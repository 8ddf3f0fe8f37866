/*!
prompt.rs - interactive questions used during command disambiguation.

  - Prompter          trait (is_interactive / confirm / select)
  - StdinPrompter     numbered-list selection on stdin, interactive only
                      when stdin is a terminal
  - ScriptedPrompter  canned answers, for tests and non-terminal embedding

Callers must check `is_interactive()` before asking; a non-interactive
prompter is never expected to block.
*/

use std::collections::VecDeque;
use std::io::{self, BufRead, IsTerminal, Write};
use std::sync::Mutex;

use crate::error::CliError;

pub trait Prompter: Send + Sync {
    fn is_interactive(&self) -> bool;

    /// Yes/no question; an empty answer picks `default`.
    fn confirm(&self, message: &str, default: bool) -> Result<bool, CliError>;

    /// Pick one of `choices`; returns the chosen entry.
    fn select(&self, message: &str, choices: &[String]) -> Result<String, CliError>;
}

/// Reads answers from stdin, writes questions to stdout.
#[derive(Debug, Default)]
pub struct StdinPrompter;

impl StdinPrompter {
    fn read_line(&self) -> Result<String, CliError> {
        let mut line = String::new();
        io::stdin()
            .lock()
            .read_line(&mut line)
            .map_err(|e| CliError::Prompt(e.to_string()))?;
        Ok(line.trim().to_string())
    }
}

impl Prompter for StdinPrompter {
    fn is_interactive(&self) -> bool {
        io::stdin().is_terminal()
    }

    fn confirm(&self, message: &str, default: bool) -> Result<bool, CliError> {
        let hint = if default { "Y/n" } else { "y/N" };
        print!("{message} ({hint}) ");
        let _ = io::stdout().flush();
        let answer = self.read_line()?;
        Ok(parse_confirm(&answer, default))
    }

    fn select(&self, message: &str, choices: &[String]) -> Result<String, CliError> {
        if choices.is_empty() {
            return Err(CliError::Prompt(
                "at least one choice must be selectable".into(),
            ));
        }
        println!("{message}");
        for (i, c) in choices.iter().enumerate() {
            println!("  [{}] {}", i + 1, c);
        }
        print!("Enter number (1-{}): ", choices.len());
        let _ = io::stdout().flush();
        let answer = self.read_line()?;
        pick_choice(&answer, choices)
            .ok_or_else(|| CliError::Prompt(format!("invalid selection: {answer}")))
    }
}

/// y / yes / n / no, case-insensitive; anything else keeps `default`.
pub fn parse_confirm(answer: &str, default: bool) -> bool {
    match answer.trim().to_ascii_lowercase().as_str() {
        "y" | "yes" => true,
        "n" | "no" => false,
        _ => default,
    }
}

/// 1-based number or exact choice text.
pub fn pick_choice(answer: &str, choices: &[String]) -> Option<String> {
    let trimmed = answer.trim();
    if let Ok(idx) = trimmed.parse::<usize>()
        && idx >= 1
        && idx <= choices.len()
    {
        return Some(choices[idx - 1].clone());
    }
    choices.iter().find(|c| c.as_str() == trimmed).cloned()
}

/// Answers questions from a queue and records what was asked.
#[derive(Debug, Default)]
pub struct ScriptedPrompter {
    interactive: bool,
    answers: Mutex<VecDeque<String>>,
    asked: Mutex<Vec<String>>,
}

impl ScriptedPrompter {
    /// A prompter that reports a terminal and replays `answers` in order.
    pub fn interactive<I, S>(answers: I) -> Self
    where
        I: IntoIterator<Item = S>,
        S: Into<String>,
    {
        Self {
            interactive: true,
            answers: Mutex::new(answers.into_iter().map(Into::into).collect()),
            asked: Mutex::new(Vec::new()),
        }
    }

    /// A prompter that reports no terminal.
    pub fn non_interactive() -> Self {
        Self::default()
    }

    pub fn asked(&self) -> Vec<String> {
        self.asked.lock().map(|a| a.clone()).unwrap_or_default()
    }

    fn next_answer(&self, message: &str) -> Result<String, CliError> {
        if let Ok(mut asked) = self.asked.lock() {
            asked.push(message.to_string());
        }
        self.answers
            .lock()
            .map_err(|e| CliError::Prompt(e.to_string()))?
            .pop_front()
            .ok_or_else(|| CliError::Prompt(format!("no scripted answer for: {message}")))
    }
}

impl Prompter for ScriptedPrompter {
    fn is_interactive(&self) -> bool {
        self.interactive
    }

    fn confirm(&self, message: &str, default: bool) -> Result<bool, CliError> {
        let answer = self.next_answer(message)?;
        Ok(parse_confirm(&answer, default))
    }

    fn select(&self, message: &str, choices: &[String]) -> Result<String, CliError> {
        let answer = self.next_answer(message)?;
        pick_choice(&answer, choices)
            .ok_or_else(|| CliError::Prompt(format!("invalid selection: {answer}")))
    }
}

#[cfg(test)]
mod tests {
    use super::*;

    #[test]
    fn confirm_answers() {
        assert!(parse_confirm("", true));
        assert!(!parse_confirm("", false));
        assert!(parse_confirm("YES", false));
        assert!(!parse_confirm("n", true));
    }

    #[test]
    fn pick_by_number_or_name() {
        let choices = vec!["build".to_string(), "builder".to_string()];
        assert_eq!(pick_choice("2", &choices).as_deref(), Some("builder"));
        assert_eq!(pick_choice(" build ", &choices).as_deref(), Some("build"));
        assert_eq!(pick_choice("3", &choices), None);
        assert_eq!(pick_choice("bui", &choices), None);
    }

    #[test]
    fn scripted_replays_in_order() {
        let p = ScriptedPrompter::interactive(["y", "1"]);
        assert!(p.confirm("first?", false).unwrap());
        let pick = p.select("second?", &["a".to_string()]).unwrap();
        assert_eq!(pick, "a");
        assert_eq!(p.asked(), vec!["first?".to_string(), "second?".to_string()]);
        assert!(p.confirm("third?", true).is_err());
    }
}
# # # # #
**What you are asked to do:**
A word-for-word restatement of the data above is required.

**Answer area:**
repository 8ddf3f0fe8f37866
/*!
prompt.rs - interactive questions used during command disambiguation.

  - Prompter          trait (is_interactive / confirm / select)
  - StdinPrompter     numbered-list selection on stdin, interactive only
                      when stdin is a terminal
  - ScriptedPrompter  canned answers, for tests and non-terminal embedding

Callers must check `is_interactive()` before asking; a non-interactive
prompter is never expected to block.
*/

use std::collections::VecDeque;
use std::io::{self, BufRead, IsTerminal, Write};
use std::sync::Mutex;

use crate::error::CliError;

pub trait Prompter: Send + Sync {
    fn is_interactive(&self) -> bool;

    /// Yes/no question; an empty answer picks `default`.
    fn confirm(&self, message: &str, default: bool) -> Result<bool, CliError>;

    /// Pick one of `choices`; returns the chosen entry.
    fn select(&self, message: &str, choices: &[String]) -> Result<String, CliError>;
}

/// Reads answers from stdin, writes questions to stdout.
#[derive(Debug, Default)]
pub struct StdinPrompter;

impl StdinPrompter {
    fn read_line(&self) -> Result<String, CliError> {
        let mut line = String::new();
        io::stdin()
            .lock()
            .read_line(&mut line)
            .map_err(|e| CliError::Prompt(e.to_string()))?;
        Ok(line.trim().to_string())
    }
}

impl Prompter for StdinPrompter {
    fn is_interactive(&self) -> bool {
        io::stdin().is_terminal()
    }

    fn confirm(&self, message: &str, default: bool) -> Result<bool, CliError> {
        let hint = if default { "Y/n" } else { "y/N" };
        print!("{message} ({hint}) ");
        let _ = io::stdout().flush();
        let answer = self.read_line()?;
        Ok(parse_confirm(&answer, default))
    }

    fn select(&self, message: &str, choices: &[String]) -> Result<String, CliError> {
        if choices.is_empty() {
            return Err(CliError::Prompt(
                "at least one choice must be selectable".into(),
            ));
        }
        println!("{message}");
        for (i, c) in choices.iter().enumerate() {
            println!("  [{}] {}", i + 1, c);
        }
        print!("Enter number (1-{}): ", choices.len());
        let _ = io::stdout().flush();
        let answer = self.read_line()?;
        pick_choice(&answer, choices)
            .ok_or_else(|| CliError::Prompt(format!("invalid selection: {answer}")))
    }
}

/// y / yes / n / no, case-insensitive; anything else keeps `default`.
pub fn parse_confirm(answer: &str, default: bool) -> bool {
    match answer.trim().to_ascii_lowercase().as_str() {
        "y" | "yes" => true,
        "n" | "no" => false,
        _ => default,
    }
}

/// 1-based number or exact choice text.
pub fn pick_choice(answer: &str, choices: &[String]) -> Option<String> {
    let trimmed = answer.trim();
    if let Ok(idx) = trimmed.parse::<usize>()
        && idx >= 1
        && idx <= choices.len()
    {
        return Some(choices[idx - 1].clone());
    }
    choices.iter().find(|c| c.as_str() == trimmed).cloned()
}

/// Answers questions from a queue and records what was asked.
#[derive(Debug, Default)]
pub struct ScriptedPrompter {
    interactive: bool,
    answers: Mutex<VecDeque<String>>,
    asked: Mutex<Vec<String>>,
}

impl ScriptedPrompter {
    /// A prompter that reports a terminal and replays `answers` in order.
    pub fn interactive<I, S>(answers: I) -> Self
    where
        I: IntoIterator<Item = S>,
        S: Into<String>,
    {
        Self {
            interactive: true,
            answers: Mutex::new(answers.into_iter().map(Into::into).collect()),
            asked: Mutex::new(Vec::new()),
        }
    }

    /// A prompter that reports no terminal.
    pub fn non_interactive() -> Self {
        Self::default()
    }

    pub fn asked(&self) -> Vec<String> {
        self.asked.lock().map(|a| a.clone()).unwrap_or_default()
    }

    fn next_answer(&self, message: &str) -> Result<String, CliError> {
        if let Ok(mut asked) = self.asked.lock() {
            asked.push(message.to_string());
        }
        self.answers
            .lock()
            .map_err(|e| CliError::Prompt(e.to_string()))?
            .pop_front()
            .ok_or_else(|| CliError::Prompt(format!("no scripted answer for: {message}")))
    }
}

impl Prompter for ScriptedPrompter {
    fn is_interactive(&self) -> bool {
        self.interactive
    }

    fn confirm(&self, message: &str, default: bool) -> Result<bool, CliError> {
        let answer = self.next_answer(message)?;
        Ok(parse_confirm(&answer, default))
    }

    fn select(&self, message: &str, choices: &[String]) -> Result<String, CliError> {
        let answer = self.next_answer(message)?;
        pick_choice(&answer, choices)
            .ok_or_else(|| CliError::Prompt(format!("invalid selection: {answer}")))
    }
}

#[cfg(test)]
mod tests {
    use super::*;

    #[test]
    fn confirm_answers() {
        assert!(parse_confirm("", true));
        assert!(!parse_confirm("", false));
        assert!(parse_confirm("YES", false));
        assert!(!parse_confirm("n", true));
    }

    #[test]
    fn pick_by_number_or_name() {
        let choices = vec!["build".to_string(), "builder".to_string()];
        assert_eq!(pick_choice("2", &choices).as_deref(), Some("builder"));
        assert_eq!(pick_choice(" build ", &choices).as_deref(), Some("build"));
        assert_eq!(pick_choice("3", &choices), None);
        assert_eq!(pick_choice("bui", &choices), None);
    }

    #[test]
    fn scripted_replays_in_order() {
        let p = ScriptedPrompter::interactive(["y", "1"]);
        assert!(p.confirm("first?", false).unwrap());
        let pick = p.select("second?", &["a".to_string()]).unwrap();
        assert_eq!(pick, "a");
        assert_eq!(p.asked(), vec!["first?".to_string(), "second?".to_string()]);
        assert!(p.confirm("third?", true).is_err());
    }
}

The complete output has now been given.